Pour me les épargner, vous voyez qu’en ces lieux
Je fuis votre présence, et j’évite vos yeux.
L’amour vous montre aux miens toujours charmante et belle ;
Chaque moment allume une flamme nouvelle ; 1225
Mais ce qui de mon cœur fait les plus chers désirs,
De mon change forcé fait tous les déplaisirs ;
Et dans l’affreux supplice où me tient votre vue,
Chaque coup d’œil me perce, et chaque instant me tue.

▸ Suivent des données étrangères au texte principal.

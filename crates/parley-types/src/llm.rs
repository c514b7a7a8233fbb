//! Request/response shapes of the generative-language `generateContent` API.
//!
//! These are the provider wire types; the chat client maps its local
//! transcript into a [`GenerateContentRequest`] and reads the first candidate
//! text out of a [`GenerateContentResponse`].

use serde::{Deserialize, Serialize};

use crate::history::{ChatMessage, MessagePart};

/// Body of a `generateContent` call: the whole conversation so far.
#[derive(Debug, Clone, PartialEq, Serialize, Deserialize)]
pub struct GenerateContentRequest {
    pub contents: Vec<Content>,
}

impl GenerateContentRequest {
    /// Map a transcript into the model's role vocabulary, preserving order.
    pub fn from_transcript<'a>(messages: impl IntoIterator<Item = &'a ChatMessage>) -> Self {
        Self {
            contents: messages.into_iter().map(Content::from).collect(),
        }
    }
}

/// One conversation turn as the model API expects it.
#[derive(Debug, Clone, PartialEq, Serialize, Deserialize)]
pub struct Content {
    pub role: String,
    pub parts: Vec<MessagePart>,
}

impl From<&ChatMessage> for Content {
    fn from(message: &ChatMessage) -> Self {
        Self {
            role: message.role.as_str().to_string(),
            parts: message.parts.clone(),
        }
    }
}

/// Response of a `generateContent` call.
#[derive(Debug, Clone, Default, Serialize, Deserialize)]
pub struct GenerateContentResponse {
    #[serde(default)]
    pub candidates: Vec<Candidate>,
}

impl GenerateContentResponse {
    /// Text of the first part of the first candidate, if any.
    pub fn first_text(&self) -> Option<&str> {
        self.candidates
            .first()?
            .content
            .as_ref()?
            .parts
            .first()?
            .text
            .as_deref()
    }

    /// Convenience constructor for a single-candidate text reply.
    pub fn from_text(text: impl Into<String>) -> Self {
        Self {
            candidates: vec![Candidate {
                content: Some(CandidateContent {
                    parts: vec![CandidatePart {
                        text: Some(text.into()),
                    }],
                }),
                finish_reason: None,
            }],
        }
    }
}

#[derive(Debug, Clone, Default, Serialize, Deserialize)]
#[serde(rename_all = "camelCase")]
pub struct Candidate {
    #[serde(default)]
    pub content: Option<CandidateContent>,
    #[serde(default, skip_serializing_if = "Option::is_none")]
    pub finish_reason: Option<String>,
}

#[derive(Debug, Clone, Default, Serialize, Deserialize)]
pub struct CandidateContent {
    #[serde(default)]
    pub parts: Vec<CandidatePart>,
}

#[derive(Debug, Clone, Default, Serialize, Deserialize)]
pub struct CandidatePart {
    #[serde(default)]
    pub text: Option<String>,
}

Vos bontés n’ont pour moi que des traits rigoureux : 1230
Plus je me vois aimé, plus je suis malheureux ;
Plus vous me faites voir d’amour et de mérite,
Plus vous haussez le prix des trésors que je quitte ;
Et l’excès de ma perte allume une fureur
Qui me donne moi-même à moi-même en horreur. 1235
Laissez-moi m’affranchir de la secrète rage
D’être en dépit de moi déloyal et volage ;
Et puisqu’ici le ciel vous offre un autre époux
D’un rang pareil au vôtre, et plus digne de vous,
Ne vous obstinez point à gêner une vie 1240
Que de tant de malheurs vous voyez poursuivie.
Oubliez un ingrat qui jusques au trépas,
Tout ingrat qu’il paroît, ne vous oubliera pas :
Apprenez à quitter un lâche qui vous quitte.

Hypsipyle.

Tu te confesses lâche, et veux que je t’imite ; 1245
Et quand tu fais effort pour te justifier,
Tu veux que je t’oublie, et ne peux m’oublier !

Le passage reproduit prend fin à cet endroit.